I don’t know about other kids with autism, but Little Miss is particularly oblivious to sickness. She very seldom indicates that something hurts, even if I’ve seen her fall. It may hearken back to the early days when she would just be ‘somewhere else’ every time she didn’t want to deal with whatever was going on in front of her. Her pain threshold may be different than everyone else’s–last fall she got a nasty case of plantar’s warts and sat and watched as the doctor scraped off the remains without any anesthesia. Didn’t seem to hurt her a bit. The doctor was amazed, but then she has a kid on the spectrum too. So I think she was more interested in understanding why.

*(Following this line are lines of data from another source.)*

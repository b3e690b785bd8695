//! REST clients for Microsoft Graph (device directory) and Azure Key Vault

pub mod client;
pub mod devices;
pub mod vault;

pub use client::ApiClient;

use thiserror::Error;

use crate::auth::AuthError;

/// Failure taxonomy for Graph and Key Vault calls. Every operation returns
/// one of these to its caller; nothing is raised across the async boundary.
#[derive(Debug, Error)]
pub enum ApiError {
    #[error(transparent)]
    Auth(#[from] AuthError),
    #[error("network error: {0}")]
    Network(#[source] reqwest::Error),
    #[error("HTTP {0}")]
    Http(u16),
    #[error("failed to decode response: {0}")]
    Decode(#[source] reqwest::Error),
    #[error("response body missing expected fields")]
    InvalidResponse,
    #[error("failed to encode request body: {0}")]
    Encoding(#[source] serde_json::Error),
}

#[cfg(test)]
pub(crate) mod testing {
    use std::sync::Arc;

    use futures::future::BoxFuture;

    use super::ApiClient;
    use crate::auth::{AuthError, CredentialBroker, ProviderGrant, TokenProvider};
    use crate::config::CredentialCache;

    /// Provider that always grants the same token, so client tests exercise
    /// only the HTTP layer.
    pub struct StaticProvider;

    impl TokenProvider for StaticProvider {
        fn acquire_silent<'a>(
            &'a self,
            _refresh_token: Option<&'a str>,
            _scopes: &'a [String],
        ) -> BoxFuture<'a, Result<ProviderGrant, AuthError>> {
            Box::pin(async { Err(AuthError::NoAccount) })
        }

        fn acquire_interactive<'a>(
            &'a self,
            _scopes: &'a [String],
        ) -> BoxFuture<'a, Result<ProviderGrant, AuthError>> {
            Box::pin(async {
                Ok(ProviderGrant {
                    access_token: "test-token".to_string(),
                    expires_in: Some(3600),
                    refresh_token: None,
                    account: None,
                })
            })
        }
    }

    pub fn test_client(base_url: &str) -> ApiClient {
        let broker = Arc::new(CredentialBroker::new(
            Box::new(StaticProvider),
            CredentialCache::default(),
        ));
        ApiClient::with_base_urls(
            broker,
            base_url,
            base_url,
            "https://graph.microsoft.com/.default",
            "https://vault.azure.net/.default",
        )
    }
}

Apparently Fate believes Little Miss has enough challenges and doesn’t inflict passing viruses on her often. So we’re grateful. The consequence though is that sometimes I don’t realize something’s wrong with her when she is sick. I’ll never forget the day I ended up at the doctor’s office because she suddenly spiked a 104.5 degree temperature. Turned out she had a major strep throat that must have hurt like hell, but she never said a word. The doctors looked at me like I was the worst mother ever.
After 8 years, I’m finally starting to detect non-verbal signs of something not quite right. Her behavior and focus diminish when she’s not well. She doesn’t listen, as if she’s elsewhere. Alternatively, sensory events that she’s been able to handle for a long time will set her off. But none of these are guaranteed. She’s also becoming more verbal and I’ve tried to explain that if she hurts or doesn’t feel good, she should say something.
I’m still wondering if I should buy a mini-doctor’s kit to be able to check her ears and throat every so often, just to be sure. The doctor’s comment was “No, no, that’s not necessary. By the time it gets bad enough she has to have treatment, it will be obvious.”
Somehow, that’s not so reassuring.
Meantime, please pass the tissues and the cough drops. Enough to share. Thanks.